Evaluating the comparability of patient-level social risk data extracted from electronic health records: A systematic scoping review

Gaia H Linfield et al. Health Informatics J. 2023 Jul-Sep.
Free article

Abstract

Objective: To evaluate how and from where social risk data are extracted from EHRs for research purposes, and how observed differences may impact study generalizability. Methods: Systematic scoping review of peer-reviewed literature that used patient-level EHR data to assess 1 ± 6 social risk domains: housing, transportation, food, utilities, safety, social support/isolation. Results: 111/9022 identified articles met inclusion criteria.

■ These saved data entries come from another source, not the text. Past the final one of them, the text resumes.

//! Mailbox messages from the worker to the board owner.

use super::command::Payload;

/// One event produced while a command runs.
#[derive(Debug, Clone, PartialEq, Eq)]
pub enum Message {
    /// Human-readable status line.
    Status(String),
    /// Progress in percent; `None` clears the indicator.
    Progress(Option<u8>),
    /// Console output from the board.
    Console(Vec<u8>),
    /// The program was accepted by the board and is running.
    CodeDownloaded,
    /// Interactive console mode started or ended.
    Interactive(bool),
    /// The device disappeared; the connection was dropped.
    Lost,
    /// The command failed. `source` names what raised (a program name or
    /// a command), empty for host-side errors.
    Exception {
        /// Origin of the exception.
        source: String,
        /// Exception text.
        text: String,
    },
    /// Terminal result; always the last message of a command.
    Result {
        /// Whether the command succeeded.
        success: bool,
        /// Result value.
        payload: Payload,
    },
}

/// Receives board events during [`Board::poll`](super::Board::poll).
///
/// Every method has an empty default so consumers only implement what they
/// show.
pub trait BoardEvents {
    /// Status line changed.
    fn status(&mut self, _text: &str) {}

    /// Progress changed.
    fn progress(&mut self, _percent: Option<u8>) {}

    /// Console output arrived.
    fn console(&mut self, _data: &[u8]) {}

    /// A program was downloaded and started.
    fn code_downloaded(&mut self) {}

    /// Interactive mode toggled.
    fn interactive(&mut self, _active: bool) {}

    /// The board was lost.
    fn lost(&mut self) {}

    /// A command failed with an exception.
    fn exception(&mut self, _source: &str, _text: &str) {}
}

/// Event consumer that ignores everything.
impl BoardEvents for () {}

/// Merge adjacent console fragments, keeping every other message in place.
pub fn coalesce(messages: impl IntoIterator<Item = Message>) -> Vec<Message> {
    let mut out: Vec<Message> = Vec::new();
    for message in messages {
        if let Message::Console(data) = &message {
            if let Some(Message::Console(prev)) = out.last_mut() {
                prev.extend_from_slice(data);
                continue;
            }
        }
        out.push(message);
    }
    out
}

/// Integer percentage of `done` out of `total`; an empty total is complete.
pub fn percent(done: usize, total: usize) -> u8 {
    if total == 0 {
        return 100;
    }
    u8::try_from(done.min(total) * 100 / total).unwrap_or(100)
}

/// Turns `(done, total)` updates into non-decreasing percentages.
#[derive(Debug, Default)]
pub struct ProgressMeter {
    last: Option<u8>,
}

impl ProgressMeter {
    /// Returns a percentage only when it moved forward.
    pub fn update(&mut self, done: usize, total: usize) -> Option<u8> {
        let p = percent(done, total);
        if self.last.is_some_and(|last| p <= last) {
            return None;
        }
        self.last = Some(p);
        Some(p)
    }

    /// Start a new transfer.
    pub fn reset(&mut self) {
        self.last = None;
    }
}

By domain, social support/isolation was most often included (N = 68/111), predominantly defined by marital/partner status (N = 48/68) and extracted from structured sociodemographic data (N = 45/48). Housing risk was defined primarily by homelessness (N = 39/49). Structured housing data was extracted most from billing codes and screening tools (N = 15/30, 13/30, respectively). Across domains, data were predominantly sourced from structured fields (N = 89/111) versus unstructured free text (N = 32/111). Conclusion: We identified wide variability in how social domains are defined and extracted from EHRs for research. More consistency, particularly in how domains are operationalized, would enable greater insights across studies.

Keywords: data mining; electronic health records; machine learning; social determinants of health; social domains; social risk factors; structured data; unstructured data.